Please copy each line below that contains the string "history".

Saved data entries
--- START ---

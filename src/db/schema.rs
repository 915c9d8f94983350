pub const SCHEMA: &str = r#"
-- Species: created implicitly, unique case-insensitively via name_folded
CREATE TABLE IF NOT EXISTS species (
    id INTEGER PRIMARY KEY AUTOINCREMENT,
    name TEXT NOT NULL,
    name_folded TEXT NOT NULL UNIQUE,
    created_at TEXT NOT NULL
);

-- Trees: lifecycle status is 'active', 'graveyard' or 'deleted'.
-- Deletion is logical; rows are never removed, so photo/work/reminder
-- foreign keys stay valid for the whole history of the collection.
CREATE TABLE IF NOT EXISTS trees (
    id INTEGER PRIMARY KEY AUTOINCREMENT,
    tree_number INTEGER NOT NULL UNIQUE,
    name TEXT NOT NULL,
    species_id INTEGER NOT NULL REFERENCES species(id),
    special_note TEXT,
    status TEXT NOT NULL DEFAULT 'active',
    acquired_on TEXT,
    origin_on TEXT,
    created_at TEXT NOT NULL
);

CREATE INDEX IF NOT EXISTS idx_trees_species ON trees(species_id);
CREATE INDEX IF NOT EXISTS idx_trees_status ON trees(status);

-- Monotonic counters. next_tree_number is never decremented, so tree
-- numbers are not reused even across a delete-then-recreate cycle.
CREATE TABLE IF NOT EXISTS counters (
    name TEXT PRIMARY KEY,
    value INTEGER NOT NULL
);

INSERT OR IGNORE INTO counters (name, value) VALUES ('next_tree_number', 1);

-- Photos: file_name is the relative path into the image store.
-- taken_at is the capture date; created_at is the ingestion timestamp
-- (insertion order is not chronological order).
CREATE TABLE IF NOT EXISTS photos (
    id INTEGER PRIMARY KEY AUTOINCREMENT,
    tree_id INTEGER NOT NULL REFERENCES trees(id),
    file_name TEXT NOT NULL UNIQUE,
    taken_at TEXT NOT NULL,
    date_confidence TEXT NOT NULL DEFAULT 'exif',
    is_primary INTEGER NOT NULL DEFAULT 0,
    description TEXT,
    created_at TEXT NOT NULL
);

CREATE INDEX IF NOT EXISTS idx_photos_tree ON photos(tree_id);
CREATE INDEX IF NOT EXISTS idx_photos_taken_at ON photos(taken_at);
-- Backstop for the one-primary-per-tree invariant
CREATE UNIQUE INDEX IF NOT EXISTS idx_photos_primary
    ON photos(tree_id) WHERE is_primary = 1;

-- Work log. Append-only; trunk-width history is the ordered sequence of
-- trunk_width_cm samples, not a separate table.
CREATE TABLE IF NOT EXISTS work_entries (
    id INTEGER PRIMARY KEY AUTOINCREMENT,
    tree_id INTEGER NOT NULL REFERENCES trees(id),
    performed_at TEXT NOT NULL,
    description TEXT NOT NULL,
    trunk_width_cm REAL,
    photo_id INTEGER REFERENCES photos(id),
    reminder_id INTEGER REFERENCES reminders(id),
    created_at TEXT NOT NULL
);

CREATE INDEX IF NOT EXISTS idx_work_entries_tree ON work_entries(tree_id);
CREATE INDEX IF NOT EXISTS idx_work_entries_performed ON work_entries(performed_at);

CREATE TABLE IF NOT EXISTS reminders (
    id INTEGER PRIMARY KEY AUTOINCREMENT,
    tree_id INTEGER NOT NULL REFERENCES trees(id),
    due_on TEXT NOT NULL,
    message TEXT NOT NULL,
    completed INTEGER NOT NULL DEFAULT 0,
    notified INTEGER NOT NULL DEFAULT 0,
    created_at TEXT NOT NULL
);

CREATE INDEX IF NOT EXISTS idx_reminders_tree ON reminders(tree_id);
CREATE INDEX IF NOT EXISTS idx_reminders_due ON reminders(due_on);
"#;

/// Additive migrations for databases created before the column existed.
/// Errors (column already present) are ignored when these run.
pub const MIGRATIONS: &[&str] = &[
    "ALTER TABLE trees ADD COLUMN acquired_on TEXT",
    "ALTER TABLE trees ADD COLUMN origin_on TEXT",
    "ALTER TABLE reminders ADD COLUMN notified INTEGER NOT NULL DEFAULT 0",
    "ALTER TABLE photos ADD COLUMN description TEXT",
];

--- END ---

- [Task response]:
-- foreign keys stay valid for the whole history of the collection.
-- Work log. Append-only; trunk-width history is the ordered sequence of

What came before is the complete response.